Look at the entries below and restate word for word the lines from the first through the one that has "Option<&str>, ctx: &Context)".

════════════════════

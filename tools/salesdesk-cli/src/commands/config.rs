//! Configuration management commands.

use std::path::Path;

use anyhow::{bail, Context as _, Result};
use salesdesk_core::ConsoleConfig;

use super::{ConfigArgs, ConfigCommand};
use crate::config::{self, generate_default_config, CONFIG_NAMES};
use crate::context::Context;

/// Run the config command.
pub async fn run(args: ConfigArgs, ctx: &Context) -> Result<()> {
    match args.command {
        ConfigCommand::Show => show_config(ctx).await,
        ConfigCommand::Init { force, output } => init_config(force, output.as_deref(), ctx).await,
    }
}

async fn show_config(ctx: &Context) -> Result<()> {
    if ctx.output.is_json() {
        ctx.output.json(&ctx.config);
        return Ok(());
    }

    ctx.output.header("Current Configuration");
    match &ctx.config_path {
        Some(path) => ctx.output.kv("file", &path.display().to_string()),
        None => ctx.output.kv("file", "(none found, using defaults)"),
    }

    let config = &ctx.config;

    ctx.output.info("[api]");
    ctx.output.kv("base_url", &config.api.base_url);
    ctx.output.kv("token_header", &config.api.token_header);
    if let Some(secs) = config.api.timeout_secs {
        ctx.output.kv("timeout_secs", &secs.to_string());
    }

    ctx.output.info("[cache]");
    ctx.output.kv("enabled", &config.cache.enabled.to_string());
    ctx.output.kv("namespace", &config.cache.namespace);
    ctx.output.kv("dir", &ctx.cache_dir().display().to_string());
    ctx.output.kv(
        "key_strategy",
        &serde_json::to_value(config.cache.key_strategy)?
            .as_str()
            .unwrap_or_default()
            .to_string(),
    );

    ctx.output.info("[sale]");
    ctx.output.kv("currency", &config.sale.currency);

    ctx.output.info("[log]");
    ctx.output.kv(
        "format",
        &serde_json::to_value(config.log.format)?
            .as_str()
            .unwrap_or_default()
            .to_string(),
    );
    if let Some(filter) = &config.log.filter {
        ctx.output.kv("filter", filter);
    }

    Ok(())
}

async fn init_config(force: bool, output: Option<&str>, ctx: &Context) -> Result<()> {
    let config_path = match output {
        Some(path) => ctx.resolve_path(path),
        None => ctx.cwd.join(CONFIG_NAMES[0]),
    };

    if config_path.exists() && !force {
        bail!(
            "Config file already exists: {}. Use --force to overwrite.",
            config_path.display()
        );
    }

    write_default(&config_path)?;
    ctx.output.success(&format!("Created: {}", config_path.display()));

    Ok(())
}

// TOML gets the annotated template, JSON the serialized defaults.
fn write_default(path: &Path) -> Result<()> {
    if config::is_json(path) {
        config::save(&ConsoleConfig::default(), path)
    } else {
        std::fs::write(path, generate_default_config())
            .with_context(|| format!("Failed to write config file: {}", path.display()))
    }
}
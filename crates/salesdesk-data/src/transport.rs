//! Network transport.
//!
//! `Transport` is the seam between whoever issues a request and whatever
//! actually performs it. `HttpTransport` talks to the network through
//! reqwest; the response cache implements the same trait so it can be
//! placed in front of any transport.

use std::sync::Arc;
use std::time::Duration;

use async_trait::async_trait;
use salesdesk_core::{Headers, Method};

use crate::{FetchError, Request, Response};

/// Something that can turn a request into a response.
#[async_trait]
pub trait Transport: Send + Sync {
    /// Send a request and wait for the complete response.
    async fn send(&self, request: &Request) -> Result<Response, FetchError>;
}

#[async_trait]
impl<T: Transport + ?Sized> Transport for Arc<T> {
    async fn send(&self, request: &Request) -> Result<Response, FetchError> {
        (**self).send(request).await
    }
}

/// Transport backed by a reqwest client.
#[derive(Debug, Clone)]
pub struct HttpTransport {
    client: reqwest::Client,
}

impl HttpTransport {
    /// Create a transport without a request timeout.
    pub fn new() -> Result<Self, FetchError> {
        Self::with_timeout(None)
    }

    /// Create a transport with an optional total request timeout.
    pub fn with_timeout(timeout: Option<Duration>) -> Result<Self, FetchError> {
        let mut builder = reqwest::Client::builder();
        if let Some(timeout) = timeout {
            builder = builder.timeout(timeout);
        }
        let client = builder
            .build()
            .map_err(|e| FetchError::RequestError(e.to_string()))?;
        Ok(Self { client })
    }
}

#[async_trait]
impl Transport for HttpTransport {
    async fn send(&self, request: &Request) -> Result<Response, FetchError> {
        let mut builder = self
            .client
            .request(to_http_method(request.method), request.url.as_str());

        for (key, value) in &request.headers {
            builder = builder.header(key.as_str(), value.as_str());
        }
        if let Some(body) = &request.body {
            builder = builder.body(body.clone());
        }

        let response = builder.send().await?;

        let status = response.status().as_u16();
        let headers = collect_headers(response.headers())?;
        let body = response.bytes().await?.to_vec();

        tracing::debug!(
            method = %request.method,
            url = %request.url,
            status,
            bytes = body.len(),
            "network response"
        );

        Ok(Response::new(status, headers, body))
    }
}

/// Separator between folded `set-cookie` values.
pub const SET_COOKIE_SEPARATOR: &str = "\n";

/// Fold a header map into one entry per header name.
///
/// Repeated values are joined with `", "`. `set-cookie` values may contain
/// commas themselves, so they are joined with [`SET_COOKIE_SEPARATOR`].
/// A value that is not UTF-8 is an error.
pub fn collect_headers(map: &http::HeaderMap) -> Result<Headers, FetchError> {
    let mut headers = Headers::with_capacity(map.keys_len());
    for (name, value) in map {
        let value = std::str::from_utf8(value.as_bytes()).map_err(|_| {
            FetchError::ParseError(format!("Header {} is not valid UTF-8", name.as_str()))
        })?;
        let separator = if *name == http::header::SET_COOKIE {
            SET_COOKIE_SEPARATOR
        } else {
            ", "
        };
        headers
            .entry(name.as_str().to_string())
            .and_modify(|folded| {
                folded.push_str(separator);
                folded.push_str(value);
            })
            .or_insert_with(|| value.to_string());
    }
    Ok(headers)
}

/// Map the console's method onto the `http` crate's method type.
pub fn to_http_method(method: Method) -> http::Method {
    match method {
        Method::Get => http::Method::GET,
        Method::Post => http::Method::POST,
        Method::Put => http::Method::PUT,
        Method::Patch => http::Method::PATCH,
        Method::Delete => http::Method::DELETE,
        Method::Head => http::Method::HEAD,
        Method::Options => http::Method::OPTIONS,
    }
}

#[cfg(test)]
mod tests {
    use http::header::{HeaderMap, HeaderValue};
    use tokio::io::{AsyncReadExt, AsyncWriteExt};
    use tokio::net::TcpListener;

    use super::*;

    /// Serve one raw HTTP response on a loopback port, return its URL.
    async fn serve_once(raw: &'static [u8]) -> String {
        let listener = TcpListener::bind("127.0.0.1:0").await.unwrap();
        let addr = listener.local_addr().unwrap();
        tokio::spawn(async move {
            let (mut socket, _) = listener.accept().await.unwrap();
            let mut buf = [0u8; 4096];
            let _ = socket.read(&mut buf).await;
            socket.write_all(raw).await.unwrap();
            let _ = socket.shutdown().await;
        });
        format!("http://{}/products", addr)
    }

    // === Header folding ===

    #[test]
    fn test_collect_headers_folds_repeats() {
        let mut map = HeaderMap::new();
        map.append("vary", HeaderValue::from_static("accept"));
        map.append("vary", HeaderValue::from_static("origin"));
        map.append("set-cookie", HeaderValue::from_static("a=1; Path=/"));
        map.append(
            "set-cookie",
            HeaderValue::from_static("b=2; Expires=Wed, 21 Oct 2026 07:28:00 GMT"),
        );
        map.append("content-type", HeaderValue::from_static("application/json"));

        let headers = collect_headers(&map).unwrap();
        assert_eq!(headers.len(), 3);
        assert_eq!(headers["vary"], "accept, origin");
        assert_eq!(
            headers["set-cookie"],
            "a=1; Path=/\nb=2; Expires=Wed, 21 Oct 2026 07:28:00 GMT"
        );
        assert_eq!(headers["content-type"], "application/json");
    }

    #[test]
    fn test_collect_headers_keeps_non_ascii_utf8() {
        let mut map = HeaderMap::new();
        map.append("x-store", HeaderValue::from_bytes("Café Sucre".as_bytes()).unwrap());
        let headers = collect_headers(&map).unwrap();
        assert_eq!(headers["x-store"], "Café Sucre");
    }

    #[test]
    fn test_collect_headers_rejects_invalid_utf8() {
        let mut map = HeaderMap::new();
        map.append("x-blob", HeaderValue::from_bytes(&[0x61, 0xff, 0x62]).unwrap());
        match collect_headers(&map) {
            Err(FetchError::ParseError(message)) => assert!(message.contains("x-blob")),
            other => panic!("unexpected: {:?}", other),
        }
    }

    // === Network ===

    #[tokio::test]
    async fn test_http_transport_keeps_repeated_headers() {
        let url = serve_once(
            b"HTTP/1.1 200 OK\r\n\
set-cookie: a=1\r\n\
set-cookie: b=2\r\n\
vary: accept\r\n\
vary: origin\r\n\
content-length: 2\r\n\
connection: close\r\n\
\r\n\
ok",
        )
        .await;

        let transport = HttpTransport::with_timeout(Some(Duration::from_secs(5))).unwrap();
        let response = transport.send(&Request::get(url)).await.unwrap();

        assert_eq!(response.status, 200);
        assert_eq!(response.header("set-cookie"), Some("a=1\nb=2"));
        assert_eq!(response.header("vary"), Some("accept, origin"));
        assert_eq!(response.body, b"ok");
    }

    #[test]
    fn test_to_http_method() {
        assert_eq!(to_http_method(Method::Get), http::Method::GET);
        assert_eq!(to_http_method(Method::Delete), http::Method::DELETE);
        assert_eq!(to_http_method(Method::Options).as_str(), "OPTIONS");
    }

    #[tokio::test]
    async fn test_http_transport_rejects_invalid_url() {
        let transport = HttpTransport::new().unwrap();
        let result = transport.send(&Request::get("not a url")).await;
        assert!(result.is_err());
    }
}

════════════════════

- **THE COMPLETED TASK**
filename tools/salesdesk-cli/src/commands/config.rs
//! Configuration management commands.

use std::path::Path;

use anyhow::{bail, Context as _, Result};
use salesdesk_core::ConsoleConfig;

use super::{ConfigArgs, ConfigCommand};
use crate::config::{self, generate_default_config, CONFIG_NAMES};
use crate::context::Context;

/// Run the config command.
pub async fn run(args: ConfigArgs, ctx: &Context) -> Result<()> {
    match args.command {
        ConfigCommand::Show => show_config(ctx).await,
        ConfigCommand::Init { force, output } => init_config(force, output.as_deref(), ctx).await,
    }
}

async fn show_config(ctx: &Context) -> Result<()> {
    if ctx.output.is_json() {
        ctx.output.json(&ctx.config);
        return Ok(());
    }

    ctx.output.header("Current Configuration");
    match &ctx.config_path {
        Some(path) => ctx.output.kv("file", &path.display().to_string()),
        None => ctx.output.kv("file", "(none found, using defaults)"),
    }

    let config = &ctx.config;

    ctx.output.info("[api]");
    ctx.output.kv("base_url", &config.api.base_url);
    ctx.output.kv("token_header", &config.api.token_header);
    if let Some(secs) = config.api.timeout_secs {
        ctx.output.kv("timeout_secs", &secs.to_string());
    }

    ctx.output.info("[cache]");
    ctx.output.kv("enabled", &config.cache.enabled.to_string());
    ctx.output.kv("namespace", &config.cache.namespace);
    ctx.output.kv("dir", &ctx.cache_dir().display().to_string());
    ctx.output.kv(
        "key_strategy",
        &serde_json::to_value(config.cache.key_strategy)?
            .as_str()
            .unwrap_or_default()
            .to_string(),
    );

    ctx.output.info("[sale]");
    ctx.output.kv("currency", &config.sale.currency);

    ctx.output.info("[log]");
    ctx.output.kv(
        "format",
        &serde_json::to_value(config.log.format)?
            .as_str()
            .unwrap_or_default()
            .to_string(),
    );
    if let Some(filter) = &config.log.filter {
        ctx.output.kv("filter", filter);
    }

    Ok(())
}

async fn init_config(force: bool, output: Option<&str>, ctx: &Context) -> Result<()> {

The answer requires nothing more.